De acuerdo al último censo en el país hay aproximadamente once millones de jóvenes entre los dieciocho y los veintiséis años, es decir, si todos tiraran para un mismo lado podrían elegir presidente, sin embargo, las estadísticas indican que es el segmento de la población que menos participa activamente en política a tal punto que ni siquiera votan. 

Lo bueno de las protestas que están ocurriendo es que son encabezadas por los jóvenes en contra de un régimen semi dictatorial que, aupado tras bambalinas por un diabólico personaje, pretende seguir gobernando al país entero como si fuera su finca y los habitantes sus jornaleros. Me atrevo a decir que una vez pase la efervescencia de los acontecimientos se meta la copa América, la Eurocopa, las eliminatorias al mundial, el Giro de Italia y uno que otro escándalo de la farándula nacional, las cosas volverán a su nivel y el año entrante los revoltosos de la actualidad votarán por los mismos vendedores de falsas ilusiones, incluso por el que diga Uribe, que todo lo arreglan con un concierto gratuito de Silvestre Dangond y unas cuantas botellas de perro con perro.

Los muertos quedarán en la memoria de sus familiares cercanos y en el recuerdo de aquellos que en sus cuerpos conservan las heridas producidas por los impactos de las balas de goma y de plomo que un policía estrato uno disparó en contra de un indefenso ciudadano del mismo estrato.

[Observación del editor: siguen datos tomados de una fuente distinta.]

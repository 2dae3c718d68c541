//! Writing sampler output to disk.

#[cfg(feature = "csv")]
pub mod csv;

Los colombianos tenemos una extraña capacidad para el olvido, somos emotivos, vivimos el momento, situaciones extremas como el robo de las elecciones al General Rojas Pinilla, la toma del Palacio de Justicia donde se le propinó a Belisario Betancourt un golpe de estado, la tragedia de Armero, el estatuto de seguridad de Turbay Ayala, el régimen de terror impuesto por Pablo Escobar, entre otros, fueron acontecimientos que marcaron nuestra historia y que olvidados rápidamente a tal punto de permitir que un actor importante de nuestra vida política: El Narco – Para – Estado. Mi mamá me decía, ante una situación engorrosa que pude evitar, que a quien me quejaba si mi mal me lo busqué, mi tía Santo Ocando Valdeblanquez me remachaba diciéndome que sarna con gusto no pica y si pica no mortifica, pues bien, ante las evidencias tocará decirles a nuestros jóvenes lo mismo cuando en un futuro no muy lejano recuerden que tuvieron la oportunidad de cambiar para siempre la historia de nuestro país y que la dejaron pasar porque el día de las elecciones, se quedaron en casa rascándose las huevas, chateando con los amigos, mirando videos alienados por el whisky y el vallenato.